Занесенный судьбою в нетронутую западноевропейским трудолюбием и потому сторицею отзывающуюся на всякое трудовое усилие Россию, дед, отнюдь не исповедуя веры своих праотцов-кальвинистов, что удачливый земной труд есть залог вечного спасения, всю свою жизнь так же неустанно и напряженно работал, как и его предки, надеявшиеся своим трудом стяжать царство небесное. Трудясь, он безблагодатно верил в то, что человек своею волею и своим трудом может устроить мир и себя в благоустроенном им мире. Любимое изречение национал-социалистической Германии, красовавшееся одно время почти во всех общественных учреждениях "WoeinWilleist, istaucheinWeg"(Там, где есть воля - там есть и путь.) всю жизнь невидимо висело над рабочим столом моего деда. И вдруг оказалось, что своя воля не выход, а безвыходность. В безвыходном положении оказался, благодаря его педагогическим приемам, старший сын, которого он за легкомыслие и долги лишил наследства и без гроша выслал в Америку, где тот и погиб. В безвыходном положении оказалась старшая дочь, вышедшая замуж за моего отца прежде всего ради того, чтобы поскорее освободиться от гнета отчего дома. В безвыходном положении оказалось в руках нетрудоспособного преемника с таким трудом и любовью выпестованное коммерческое дело. В безвыходном положении на старости лет оказался и он сам, попавший в тяжелую зависимость от своей второй жены, которую взял исключительно ради трех сирот, твердо уверенный, что, заботливая бонна, она будет им и хорошею матерью. Второй любви он в себе никогда не допустил бы. Овдовев на пятом году счастливейшего брака, он решил, что пожизненно останется верен памяти своей веселой, бесхитростной подруги, типичной москвички, женщины с простым, но живым умом и с прекрасным низким голосом.
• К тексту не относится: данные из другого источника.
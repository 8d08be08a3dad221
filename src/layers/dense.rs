use crate::activator::Activator;
use crate::error::{Error, Result};
use crate::layers::Layer;
use crate::matrix::Mat;
use crate::utils::sign;

use ndarray::Zip;

/// The flavours of fully connected layer a network can contain.
#[derive(Copy, Clone, Debug, PartialEq, Eq, Serialize, Deserialize)]
pub enum Kind {
    /// Sigmoid hidden layer updated by plain gradient descent.
    Logistic,
    /// Sigmoid hidden layer that carries a momentum buffer.
    Sigmoid,
    /// Softmax output layer.
    Softmax,
}

impl Kind {
    /// Returns the activation function used by this kind of layer.
    pub fn activator(&self) -> Activator {
        match *self {
            Kind::Logistic | Kind::Sigmoid => Activator::Sigmoid,
            Kind::Softmax => Activator::Softmax,
        }
    }

    /// Returns true if layers of this kind own a momentum buffer.
    pub fn has_momentum(&self) -> bool {
        *self == Kind::Sigmoid
    }
}

/// A fully connected layer of a neural network
///
/// The weights are stored as a single matrix with one column per unit. Row 0
/// of the first layer's weights multiplies the input's bias column.
#[derive(Clone, Debug)]
pub struct DenseLayer {
    kind: Kind,
    /// Weights, shaped `(predecessor dim, units)`.
    w: Mat,
    /// Pre-activations from the last forward pass.
    a: Mat,
    /// Activations from the last forward pass.
    y: Mat,
    /// Gradient of the mean loss with respect to `w`.
    grad: Mat,
    /// Momentum buffer, present only for `Kind::Sigmoid`.
    v: Option<Mat>,
}

impl DenseLayer {
    /// Creates a layer of `size` units on top of `prev`. The weights are all
    /// zero until the owning network initializes them.
    pub fn new(kind: Kind, prev: &dyn Layer, size: usize) -> Self {
        DenseLayer::build(kind, Mat::zeros((prev.dim(), size)))
    }

    /// Creates a layer on top of `prev` with the given weights.
    ///
    /// Fails if `w` does not have one row per unit of `prev`.
    pub fn from_weights(kind: Kind, prev: &dyn Layer, w: Mat) -> Result<Self> {
        if w.nrows() != prev.dim() {
            return Err(Error::DimensionMismatch {
                expected: w.nrows(),
                actual: prev.dim(),
            });
        }
        Ok(DenseLayer::build(kind, w))
    }

    fn build(kind: Kind, w: Mat) -> Self {
        let (fan_in, size) = w.dim();
        DenseLayer {
            kind,
            a: Mat::zeros((0, size)),
            y: Mat::zeros((0, size)),
            grad: Mat::zeros((fan_in, size)),
            v: if kind.has_momentum() {
                Some(Mat::zeros((fan_in, size)))
            } else {
                None
            },
            w,
        }
    }

    pub fn kind(&self) -> Kind {
        self.kind
    }

    /// Returns the number of inputs to this layer.
    pub fn fan_in(&self) -> usize {
        self.w.nrows()
    }

    pub fn weights(&self) -> &Mat {
        &self.w
    }

    pub fn pre_activation(&self) -> &Mat {
        &self.a
    }

    pub fn gradient(&self) -> &Mat {
        &self.grad
    }

    pub fn velocity(&self) -> Option<&Mat> {
        self.v.as_ref()
    }

    /// Applies the layer's nonlinearity to its pre-activations.
    pub fn f(&self) -> Mat {
        self.kind.activator().f(&self.a)
    }

    /// Local derivative of the nonlinearity, in terms of the current output.
    pub fn f_prime(&self) -> Mat {
        self.kind.activator().fprime(&self.y)
    }

    /// Returns `y - t`, the gradient of cross-entropy composed with softmax
    /// with respect to the pre-activations.
    pub fn output_delta(&self, t: &Mat) -> Result<Mat> {
        if self.kind != Kind::Softmax {
            return Err(Error::NotAnOutputLayer(self.kind));
        }
        Ok(&self.y - t)
    }

    /// Computes `a = prev @ w` and `y = f(a)`.
    pub(crate) fn forward(&mut self, prev: &Mat) {
        self.a = prev.dot(&self.w);
        self.y = self.f();
    }

    pub(crate) fn set_gradient(&mut self, grad: Mat) {
        debug_assert_eq!(grad.dim(), self.w.dim());
        self.grad = grad;
    }

    /// Replaces the weights and clears the momentum buffer.
    pub(crate) fn reinitialize(&mut self, w: Mat) {
        debug_assert_eq!(w.dim(), self.w.dim());
        self.w = w;
        if let Some(v) = self.v.as_mut() {
            v.fill(0.0);
        }
    }

    /// Returns `grad + l1 * sign(w) + 2 * l2 * w`.
    pub fn regularized_gradient(&self, l1: f64, l2: f64) -> Mat {
        let mut grad = self.grad.clone();
        Zip::from(&mut grad)
            .and(&self.w)
            .for_each(|g, &w| *g += l1 * sign(w) + 2.0 * l2 * w);
        grad
    }

    /// Plain gradient descent: `w -= eta * grad`.
    pub(crate) fn descend(&mut self, eta: f64, grad: &Mat) {
        self.w.scaled_add(-eta, grad);
    }

    /// Momentum step: `v = mu * v - eta * grad; w += v`.
    ///
    /// Layers without a momentum buffer fall back to `descend`.
    pub(crate) fn accelerate(&mut self, eta: f64, mu: f64, grad: &Mat) {
        match self.v.as_mut() {
            Some(v) => {
                *v *= mu;
                v.scaled_add(-eta, grad);
                self.w += &*v;
            }
            None => self.descend(eta, grad),
        }
    }

    #[cfg(test)]
    pub(crate) fn weights_mut(&mut self) -> &mut Mat {
        &mut self.w
    }
}

impl Layer for DenseLayer {
    fn dim(&self) -> usize {
        self.w.ncols()
    }

    fn y(&self) -> &Mat {
        &self.y
    }
}
//! Local Cache Store: protein- and dish-type-aware queries over previously
//! resolved recipes, plus idempotent write-back.

use sqlx::SqlitePool;
use std::collections::HashSet;
use std::sync::Arc;

use crate::db::recipe_queries;
use crate::models::recipe::Recipe;
use crate::models::search::{is_any, DietaryPreference};
use crate::services::atlas::normalize_cuisine;
use crate::services::catalog::IngredientCatalog;
use crate::services::protein::{self, ProteinVerdict};

#[derive(Debug, thiserror::Error)]
pub enum CacheError {
    /// Includes rows whose embedded ingredient/instruction JSON fails to decode.
    #[error("Recipe cache query failed: {0}")]
    Database(#[from] sqlx::Error),
}

/// A protein-validated cache result.
#[derive(Debug, Clone)]
pub struct CacheHit {
    pub recipe: Recipe,
    pub verdict: ProteinVerdict,
    /// Found by ingredient overlap rather than the exact query
    pub partial: bool,
    pub ingredient_matches: Option<i64>,
}

#[derive(Clone)]
pub struct LocalCache {
    pool: SqlitePool,
    catalog: Arc<IngredientCatalog>,
    candidate_limit: u32,
}

impl LocalCache {
    pub fn new(pool: SqlitePool, catalog: Arc<IngredientCatalog>, candidate_limit: u32) -> Self {
        Self {
            pool,
            catalog,
            candidate_limit: candidate_limit.max(1),
        }
    }

    pub fn pool(&self) -> &SqlitePool {
        &self.pool
    }

    /// Look up the best cached recipe without touching its popularity counter.
    ///
    /// Tries the exact query first (cuisine, dish type, every requested
    /// ingredient present after family expansion), then an overlap-ranked
    /// partial query. Both are protein-validated; among accepted candidates
    /// the one matching the most requested proteins wins, SQL order breaking ties.
    pub async fn find(
        &self,
        cuisine: &str,
        dish_type: &str,
        ingredients: &[String],
        preference: DietaryPreference,
    ) -> Result<Option<CacheHit>, CacheError> {
        let cuisine = normalize_cuisine(cuisine);
        let dish_type = (!is_any(dish_type)).then(|| dish_type.trim().to_lowercase());
        let groups: Vec<Vec<String>> = ingredients.iter().map(|s| self.catalog.expand(s)).collect();

        let mut conn = self.pool.acquire().await?;

        let exact = recipe_queries::find_exact(
            &mut conn,
            &cuisine,
            dish_type.as_deref(),
            &groups,
            self.candidate_limit,
        )
        .await?;
        tracing::debug!(cuisine = %cuisine, candidates = exact.len(), "Exact cache candidates");

        let candidates = exact.into_iter().map(|r| (r, None)).collect();
        if let Some((recipe, _, verdict)) = self.best_candidate(candidates, ingredients, preference) {
            return Ok(Some(CacheHit {
                recipe,
                verdict,
                partial: false,
                ingredient_matches: None,
            }));
        }

        if ingredients.is_empty() {
            return Ok(None);
        }

        let mut seen = HashSet::new();
        let expanded: Vec<String> = groups
            .into_iter()
            .flatten()
            .filter(|slug| seen.insert(slug.clone()))
            .collect();

        let partial = recipe_queries::find_partial(
            &mut conn,
            &cuisine,
            dish_type.as_deref(),
            &expanded,
            self.candidate_limit,
        )
        .await?;
        tracing::debug!(cuisine = %cuisine, candidates = partial.len(), "Partial cache candidates");

        let candidates = partial
            .into_iter()
            .map(|m| (m.recipe, Some(m.ingredient_matches)))
            .collect();

        Ok(self
            .best_candidate(candidates, ingredients, preference)
            .map(|(recipe, ingredient_matches, verdict)| CacheHit {
                recipe,
                verdict,
                partial: true,
                ingredient_matches,
            }))
    }

    /// Find the best recipe and count it as served. The returned recipe
    /// carries the incremented `times_served`.
    pub async fn serve(
        &self,
        cuisine: &str,
        dish_type: &str,
        ingredients: &[String],
        preference: DietaryPreference,
    ) -> Result<Option<CacheHit>, CacheError> {
        let Some(mut hit) = self.find(cuisine, dish_type, ingredients, preference).await? else {
            return Ok(None);
        };

        let mut conn = self.pool.acquire().await?;
        match recipe_queries::serve_recipe(&mut conn, &hit.recipe.id).await? {
            Some(updated) => {
                hit.recipe = updated;
                Ok(Some(hit))
            }
            None => Ok(None),
        }
    }

    /// Upsert keyed by recipe id. Returns `false` when the id was already
    /// cached; duplicates are never an error.
    pub async fn write(&self, recipe: &Recipe) -> Result<bool, CacheError> {
        let mut tx = self.pool.begin().await?;
        let inserted = recipe_queries::insert_recipe(&mut tx, recipe).await?;
        tx.commit().await?;

        if inserted {
            tracing::info!(recipe_id = %recipe.id, cuisine = %recipe.cuisine, "Recipe written to cache");
        } else {
            tracing::debug!(recipe_id = %recipe.id, "Recipe already cached, write skipped");
        }
        Ok(inserted)
    }

    pub async fn get(&self, id: &str) -> Result<Option<Recipe>, CacheError> {
        let mut conn = self.pool.acquire().await?;
        Ok(recipe_queries::get_recipe(&mut conn, id).await?)
    }

    /// Dish types cached for a cuisine, most common first.
    pub async fn dish_types_for(
        &self,
        cuisine: &str,
        exclude: Option<&str>,
    ) -> Result<Vec<(String, i64)>, CacheError> {
        let mut conn = self.pool.acquire().await?;
        Ok(recipe_queries::dish_type_counts(&mut conn, &normalize_cuisine(cuisine), exclude).await?)
    }

    pub async fn count(&self) -> Result<i64, CacheError> {
        let mut conn = self.pool.acquire().await?;
        Ok(recipe_queries::count_recipes(&mut conn).await?)
    }

    fn best_candidate(
        &self,
        candidates: Vec<(Recipe, Option<i64>)>,
        requested: &[String],
        preference: DietaryPreference,
    ) -> Option<(Recipe, Option<i64>, ProteinVerdict)> {
        let mut best: Option<(Recipe, Option<i64>, ProteinVerdict)> = None;

        for (recipe, matches) in candidates {
            let verdict = protein::evaluate(
                &self.catalog,
                requested,
                recipe.ingredient_slugs(),
                preference,
            );
            if let ProteinVerdict::Rejected(reason) = &verdict {
                tracing::debug!(recipe_id = %recipe.id, reason = %reason, "Cache candidate rejected");
                continue;
            }
            let better = best
                .as_ref()
                .is_none_or(|(_, _, current)| verdict.match_size() > current.match_size());
            if better {
                best = Some((recipe, matches, verdict));
            }
        }

        best
    }
}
Я так подробно описал своего деда, потому что он сыграл очень значительную роль в моей жизни. Не держи он своих детей от первого брака в ежовых рукавицах, в моей матери вряд ли бы выросло то в детстве бессознательное, а впоследствии и вполне осознанное отталкивание от всего немецкого, от которого она освободилась только к старости. Девицей на выданьи она часто говорила своим подругам, что лучше броситься в омут, чем выйти замуж за немца. Это отталкивание могло бы, конечно, и не превратиться в полное внутреннее приобщение к русской стихии, если бы мать на шестом году своей жизни не подпала под влияние того таинственного и запретного для нее мира, которым жил подвальный этаж. Здесь, среди прислуги и артельщиков, которые укрывали свою барышню-сиротку от «сатаны» мачехи и «чудака» барина, она впервые почувствовала и обрела народную Россию. Сколько раз и с какою нежною благодарностью рассказывала мне мама, как от природы шустрая, веселая – вся в мать – но в тяжелом сиротстве преждевременно созревшая девочка, она тихонько спускалась бывало к семи часам вечера на черную кухню, где «людская» кухарка собирала артельщикам ужин.